Stored items:
┌──
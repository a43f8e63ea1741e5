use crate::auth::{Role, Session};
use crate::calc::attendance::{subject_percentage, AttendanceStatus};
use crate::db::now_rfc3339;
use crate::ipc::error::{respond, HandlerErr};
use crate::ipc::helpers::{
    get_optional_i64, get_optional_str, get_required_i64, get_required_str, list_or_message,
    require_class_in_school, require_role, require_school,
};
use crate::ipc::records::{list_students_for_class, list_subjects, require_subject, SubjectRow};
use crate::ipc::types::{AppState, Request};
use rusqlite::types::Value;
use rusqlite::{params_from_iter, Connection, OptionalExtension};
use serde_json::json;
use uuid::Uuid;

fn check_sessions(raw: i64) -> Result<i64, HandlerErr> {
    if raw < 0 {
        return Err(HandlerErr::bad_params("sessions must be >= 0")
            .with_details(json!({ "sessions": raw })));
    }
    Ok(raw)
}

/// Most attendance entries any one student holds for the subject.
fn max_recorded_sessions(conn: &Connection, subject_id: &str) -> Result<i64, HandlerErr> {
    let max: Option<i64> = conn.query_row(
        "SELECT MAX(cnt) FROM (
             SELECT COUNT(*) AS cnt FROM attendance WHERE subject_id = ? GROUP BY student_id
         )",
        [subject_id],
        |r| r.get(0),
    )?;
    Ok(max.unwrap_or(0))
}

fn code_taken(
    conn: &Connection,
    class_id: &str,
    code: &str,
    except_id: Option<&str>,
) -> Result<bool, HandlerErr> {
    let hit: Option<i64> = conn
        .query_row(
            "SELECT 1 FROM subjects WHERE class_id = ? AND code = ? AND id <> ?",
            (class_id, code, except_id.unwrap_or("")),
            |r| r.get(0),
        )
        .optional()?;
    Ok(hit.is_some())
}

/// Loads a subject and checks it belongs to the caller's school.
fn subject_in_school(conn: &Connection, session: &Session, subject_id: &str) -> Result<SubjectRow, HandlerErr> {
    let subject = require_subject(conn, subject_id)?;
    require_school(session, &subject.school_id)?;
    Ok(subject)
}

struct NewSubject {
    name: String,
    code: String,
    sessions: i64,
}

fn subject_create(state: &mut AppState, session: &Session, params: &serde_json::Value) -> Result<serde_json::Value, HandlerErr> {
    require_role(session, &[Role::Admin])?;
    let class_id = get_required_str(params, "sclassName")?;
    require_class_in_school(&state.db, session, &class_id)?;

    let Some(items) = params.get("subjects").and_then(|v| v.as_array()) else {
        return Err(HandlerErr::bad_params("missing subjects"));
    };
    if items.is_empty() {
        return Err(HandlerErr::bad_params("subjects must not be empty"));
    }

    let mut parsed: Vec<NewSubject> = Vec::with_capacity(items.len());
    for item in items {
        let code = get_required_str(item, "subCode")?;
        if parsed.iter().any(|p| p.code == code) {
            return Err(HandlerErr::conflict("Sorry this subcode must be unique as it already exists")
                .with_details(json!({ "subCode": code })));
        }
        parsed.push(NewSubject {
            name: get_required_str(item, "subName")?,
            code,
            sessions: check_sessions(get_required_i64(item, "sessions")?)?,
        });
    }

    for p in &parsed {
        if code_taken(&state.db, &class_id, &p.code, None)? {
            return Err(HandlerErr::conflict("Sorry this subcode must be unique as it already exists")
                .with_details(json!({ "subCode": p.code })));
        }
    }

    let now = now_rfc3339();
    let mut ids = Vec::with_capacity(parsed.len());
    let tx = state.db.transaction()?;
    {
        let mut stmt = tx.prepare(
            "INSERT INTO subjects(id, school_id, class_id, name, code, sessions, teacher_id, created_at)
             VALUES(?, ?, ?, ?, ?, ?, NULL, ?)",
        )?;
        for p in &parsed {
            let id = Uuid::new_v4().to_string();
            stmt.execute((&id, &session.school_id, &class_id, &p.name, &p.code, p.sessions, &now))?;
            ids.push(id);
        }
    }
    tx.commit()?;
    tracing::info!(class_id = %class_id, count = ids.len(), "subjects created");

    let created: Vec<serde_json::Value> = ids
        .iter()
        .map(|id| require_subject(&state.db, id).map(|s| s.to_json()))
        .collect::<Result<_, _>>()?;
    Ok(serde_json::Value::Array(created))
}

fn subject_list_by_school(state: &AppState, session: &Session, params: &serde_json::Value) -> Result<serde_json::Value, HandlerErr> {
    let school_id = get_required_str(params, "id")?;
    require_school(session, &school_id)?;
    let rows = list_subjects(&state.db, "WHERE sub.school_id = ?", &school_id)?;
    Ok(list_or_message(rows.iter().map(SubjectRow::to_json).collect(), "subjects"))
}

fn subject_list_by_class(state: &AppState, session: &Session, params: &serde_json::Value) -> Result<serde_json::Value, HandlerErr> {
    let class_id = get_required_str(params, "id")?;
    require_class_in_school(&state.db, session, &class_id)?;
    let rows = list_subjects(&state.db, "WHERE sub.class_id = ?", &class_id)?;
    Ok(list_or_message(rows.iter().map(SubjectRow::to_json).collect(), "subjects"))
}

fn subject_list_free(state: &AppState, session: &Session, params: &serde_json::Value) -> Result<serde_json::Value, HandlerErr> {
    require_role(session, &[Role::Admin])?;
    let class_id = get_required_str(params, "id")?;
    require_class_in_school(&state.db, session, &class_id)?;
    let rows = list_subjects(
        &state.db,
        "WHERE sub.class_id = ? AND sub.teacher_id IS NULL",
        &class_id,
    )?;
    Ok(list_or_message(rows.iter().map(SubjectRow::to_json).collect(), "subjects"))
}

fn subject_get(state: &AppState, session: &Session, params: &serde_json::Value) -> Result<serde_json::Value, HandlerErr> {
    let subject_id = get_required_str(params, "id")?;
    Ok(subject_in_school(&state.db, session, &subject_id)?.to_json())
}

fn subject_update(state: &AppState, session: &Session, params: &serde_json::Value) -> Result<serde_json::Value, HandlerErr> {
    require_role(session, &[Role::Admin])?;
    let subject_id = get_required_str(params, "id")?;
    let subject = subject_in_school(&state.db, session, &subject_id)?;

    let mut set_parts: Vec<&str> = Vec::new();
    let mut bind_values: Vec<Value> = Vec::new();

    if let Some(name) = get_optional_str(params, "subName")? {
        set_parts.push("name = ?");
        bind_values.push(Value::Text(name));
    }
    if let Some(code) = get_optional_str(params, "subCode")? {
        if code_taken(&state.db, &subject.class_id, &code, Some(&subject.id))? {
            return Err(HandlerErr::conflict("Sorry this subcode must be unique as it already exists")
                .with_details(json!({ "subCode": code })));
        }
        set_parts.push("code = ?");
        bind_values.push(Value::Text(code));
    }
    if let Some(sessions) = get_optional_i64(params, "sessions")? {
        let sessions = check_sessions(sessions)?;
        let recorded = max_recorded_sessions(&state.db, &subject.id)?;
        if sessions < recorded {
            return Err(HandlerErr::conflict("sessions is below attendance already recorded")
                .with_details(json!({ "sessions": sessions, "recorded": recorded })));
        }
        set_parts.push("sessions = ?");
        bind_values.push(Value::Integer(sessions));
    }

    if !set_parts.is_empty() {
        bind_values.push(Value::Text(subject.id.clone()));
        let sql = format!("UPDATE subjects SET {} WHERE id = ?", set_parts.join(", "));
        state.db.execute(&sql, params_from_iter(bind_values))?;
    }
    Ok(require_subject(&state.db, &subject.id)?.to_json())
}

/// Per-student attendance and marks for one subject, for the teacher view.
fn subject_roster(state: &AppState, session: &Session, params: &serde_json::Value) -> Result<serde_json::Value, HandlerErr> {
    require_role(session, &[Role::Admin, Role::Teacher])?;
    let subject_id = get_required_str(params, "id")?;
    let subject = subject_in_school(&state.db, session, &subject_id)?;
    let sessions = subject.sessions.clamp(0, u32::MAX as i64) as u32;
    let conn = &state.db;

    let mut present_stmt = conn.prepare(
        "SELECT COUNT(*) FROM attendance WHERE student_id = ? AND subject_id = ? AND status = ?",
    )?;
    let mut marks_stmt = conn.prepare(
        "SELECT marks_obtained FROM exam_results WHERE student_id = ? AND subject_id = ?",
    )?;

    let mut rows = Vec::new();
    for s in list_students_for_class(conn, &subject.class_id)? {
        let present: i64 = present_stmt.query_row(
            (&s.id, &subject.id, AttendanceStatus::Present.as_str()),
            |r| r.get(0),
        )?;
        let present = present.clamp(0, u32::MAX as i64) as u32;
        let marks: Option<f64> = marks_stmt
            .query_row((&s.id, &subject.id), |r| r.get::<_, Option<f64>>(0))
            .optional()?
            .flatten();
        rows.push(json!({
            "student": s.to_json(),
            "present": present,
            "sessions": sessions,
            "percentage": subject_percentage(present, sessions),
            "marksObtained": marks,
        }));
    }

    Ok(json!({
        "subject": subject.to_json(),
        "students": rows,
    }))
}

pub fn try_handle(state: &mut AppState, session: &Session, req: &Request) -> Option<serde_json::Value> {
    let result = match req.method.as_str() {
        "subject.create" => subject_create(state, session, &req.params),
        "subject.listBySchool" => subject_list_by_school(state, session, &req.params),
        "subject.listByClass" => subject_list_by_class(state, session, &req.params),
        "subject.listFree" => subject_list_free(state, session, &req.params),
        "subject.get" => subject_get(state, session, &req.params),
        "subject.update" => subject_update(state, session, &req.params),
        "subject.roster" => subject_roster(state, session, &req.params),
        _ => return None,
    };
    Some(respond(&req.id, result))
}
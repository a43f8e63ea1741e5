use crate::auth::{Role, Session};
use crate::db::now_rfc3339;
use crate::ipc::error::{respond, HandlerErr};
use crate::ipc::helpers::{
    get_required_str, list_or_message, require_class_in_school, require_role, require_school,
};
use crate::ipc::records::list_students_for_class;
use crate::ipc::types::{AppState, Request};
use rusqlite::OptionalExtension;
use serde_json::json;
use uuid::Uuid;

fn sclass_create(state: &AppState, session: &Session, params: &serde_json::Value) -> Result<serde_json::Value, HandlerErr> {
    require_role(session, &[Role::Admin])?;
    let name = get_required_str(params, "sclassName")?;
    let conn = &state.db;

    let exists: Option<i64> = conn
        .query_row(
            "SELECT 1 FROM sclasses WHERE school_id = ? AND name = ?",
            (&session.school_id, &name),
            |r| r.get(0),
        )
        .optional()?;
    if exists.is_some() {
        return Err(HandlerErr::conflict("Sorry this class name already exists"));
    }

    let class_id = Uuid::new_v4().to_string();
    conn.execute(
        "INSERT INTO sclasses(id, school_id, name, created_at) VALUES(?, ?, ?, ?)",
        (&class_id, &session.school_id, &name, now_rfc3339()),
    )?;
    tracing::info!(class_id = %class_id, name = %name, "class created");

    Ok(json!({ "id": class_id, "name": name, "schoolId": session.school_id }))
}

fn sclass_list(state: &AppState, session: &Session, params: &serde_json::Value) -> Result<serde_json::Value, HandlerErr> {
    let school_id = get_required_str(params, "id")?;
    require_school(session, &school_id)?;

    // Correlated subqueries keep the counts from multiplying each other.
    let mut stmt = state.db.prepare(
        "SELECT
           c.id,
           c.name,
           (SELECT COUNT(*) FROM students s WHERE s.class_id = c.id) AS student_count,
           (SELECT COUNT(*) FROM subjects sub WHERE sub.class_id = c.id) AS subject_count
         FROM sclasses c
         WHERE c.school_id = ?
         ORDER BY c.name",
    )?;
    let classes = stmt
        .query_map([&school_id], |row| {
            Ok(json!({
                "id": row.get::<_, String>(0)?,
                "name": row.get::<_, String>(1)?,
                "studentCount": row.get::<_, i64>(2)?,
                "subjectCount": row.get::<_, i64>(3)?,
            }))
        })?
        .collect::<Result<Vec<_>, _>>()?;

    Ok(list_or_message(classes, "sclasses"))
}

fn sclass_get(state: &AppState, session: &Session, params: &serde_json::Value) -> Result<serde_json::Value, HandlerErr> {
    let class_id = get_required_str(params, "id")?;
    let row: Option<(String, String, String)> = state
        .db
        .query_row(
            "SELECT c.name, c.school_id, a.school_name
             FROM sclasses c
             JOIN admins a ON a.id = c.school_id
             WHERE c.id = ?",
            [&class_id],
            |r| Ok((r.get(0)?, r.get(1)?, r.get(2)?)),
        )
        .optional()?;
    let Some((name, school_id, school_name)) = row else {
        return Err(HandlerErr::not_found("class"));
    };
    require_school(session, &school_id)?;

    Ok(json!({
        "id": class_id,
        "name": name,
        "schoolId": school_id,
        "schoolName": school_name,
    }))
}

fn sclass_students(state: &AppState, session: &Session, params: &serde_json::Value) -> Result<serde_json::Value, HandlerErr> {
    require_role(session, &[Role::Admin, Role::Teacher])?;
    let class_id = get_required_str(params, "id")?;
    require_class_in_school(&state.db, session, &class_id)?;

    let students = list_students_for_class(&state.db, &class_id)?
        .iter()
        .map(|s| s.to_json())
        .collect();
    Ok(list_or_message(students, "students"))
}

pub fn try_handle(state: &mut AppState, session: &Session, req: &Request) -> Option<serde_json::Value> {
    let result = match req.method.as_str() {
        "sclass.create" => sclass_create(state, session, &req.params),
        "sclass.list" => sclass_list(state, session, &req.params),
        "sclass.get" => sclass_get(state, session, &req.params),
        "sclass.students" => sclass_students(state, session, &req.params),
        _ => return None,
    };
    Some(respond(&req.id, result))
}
└──
▶ **YOUR GOAL**: Only the lines above from the line with "let row: Option<(String, String, String)>" to the line with "let Some((name, school_id, school_name))", those two lines included, should be reproduced exactly.

▶ **RESPONSE BELOW**:
    let row: Option<(String, String, String)> = state
        .db
        .query_row(
            "SELECT c.name, c.school_id, a.school_name
             FROM sclasses c
             JOIN admins a ON a.id = c.school_id
             WHERE c.id = ?",
            [&class_id],
            |r| Ok((r.get(0)?, r.get(1)?, r.get(2)?)),
        )
        .optional()?;
    let Some((name, school_id, school_name)) = row else {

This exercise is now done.